As world cotton supplies dwindled in 2011, nervous end users in foreign countries bought hundreds of thousands of bales of high-priced U.S. cotton to insure ample supplies. Then later, after cotton prices receded, those same buyers walked away from signed contracts in record numbers.
It sent a chilling message to the U.S. businessmen who sell and buy cotton – that in some countries, and even some judicial systems in those countries, a signature is hardly worth the paper it’s written on.
Addressing the National Cotton Council’s mid-year board of directors meeting, Richard Clarke, chairman of the American Cotton Shippers Association, said the defaults have cost U.S. exporters nearly $1 billion. He said that over 400 arbitrations were conducted by the International Cotton Association in 2011-12, and he wouldn’t be surprised if the number reaches 500 by the end of the year.

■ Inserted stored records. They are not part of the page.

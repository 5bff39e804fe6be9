//! Budget planner - household budgeting from the terminal
//!
//! Record recurring and one-off costs, debts and savings contributions, set a
//! monthly income, and see per month what falls due when and what is left.
//!
//! # Architecture
//!
//! - `models`: money, months, budget items and the budget document
//! - `schedule`: recurrence expansion and month aggregation (pure)
//! - `storage`: JSON document storage with atomic writes
//! - `audit`: append-only log of every change
//! - `services`: business logic on top of storage
//! - `export`: JSON, YAML and CSV output, JSON and YAML input
//! - `display`: terminal formatting
//! - `cli`: clap subcommands and their handlers
//! - `config`: paths and user settings
//!
//! # Example
//!
//! ```rust,ignore
//! use budget_planner::config::{paths::PlannerPaths, settings::Settings};
//! use budget_planner::storage::Storage;
//!
//! let paths = PlannerPaths::new()?;
//! let settings = Settings::load_or_create(&paths)?;
//! let storage = Storage::new(paths)?;
//! storage.load(settings.seed_examples)?;
//! ```

pub mod audit;
pub mod cli;
pub mod config;
pub mod display;
pub mod error;
pub mod export;
pub mod models;
pub mod schedule;
pub mod services;
pub mod storage;

pub use error::{PlannerError, PlannerResult};
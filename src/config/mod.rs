//! Configuration module for the budget planner
//!
//! This module provides configuration management including:
//! - Path resolution for data, settings and the audit log
//! - User settings persistence

pub mod paths;
pub mod settings;

pub use paths::PlannerPaths;
pub use settings::Settings;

Earlier this month, the American Cotton Shippers Association conducted a survey of Amcot and ASCA members, two trade associations which represent nearly all cotton exported from the United States.
The numbers of defaults are huge. According to the survey, cotton companies and cooperatives have over $850 million of open contracts that are either at-risk, an arbitration is ongoing or there is an unfulfilled award. “We believe this number probably would have exceeded $1 billion had we included all of the countries with defaults or everyone had reported their issues,” Clarke said.
Four countries, Bangladesh, Indonesia, Thailand and Vietnam, have over 450,000 bales hung up in arbitration or awaiting an award to U.S. exporters.
What is particularly worrisome to the cotton industry is that judicial systems in foreign countries don’t seem to be in a hurry to enforce decisions made in favor of U.S. exporters. To restore an appropriate sense of urgency in defaulted countries, Clarke suggests sending in a high profile government official similar to Henry Kissinger, who in the 1970s was responsible for opening doors with the Soviet Union and China.
“We do feel like additional assistance from the U.S. government is necessary,” said Clarke, who called the default issue unprecedented. “We are not asking for legislation. We’re not asking for additional regulation. We’re not asking for appropriation. The U.S. government currently has the tools in place.”
Clarke said some of the countries involved in the Trans-Pacific Partnership, for which new negotiations begin in Leesburg, Va., in September, are among the most egregious of the defaulters. “These governments all want greater access to our markets, particularly for textiles. We feel that with this access to the U.S. market, there are certain responsibilities and obligations and most important, contract sanctity of the rule of law,” Clarke said.
Darci Vetter, USDA’s deputy undersecretary for Farm and Foreign Agricultural Services, said the defaults “have been a significant burden and have created real uncertainty in the market when certainty would be more welcome.”
Reneging on a contract is serious business. It’s time for these defaulted trading partners to make things right, or it may be time to send in a heavy hitter.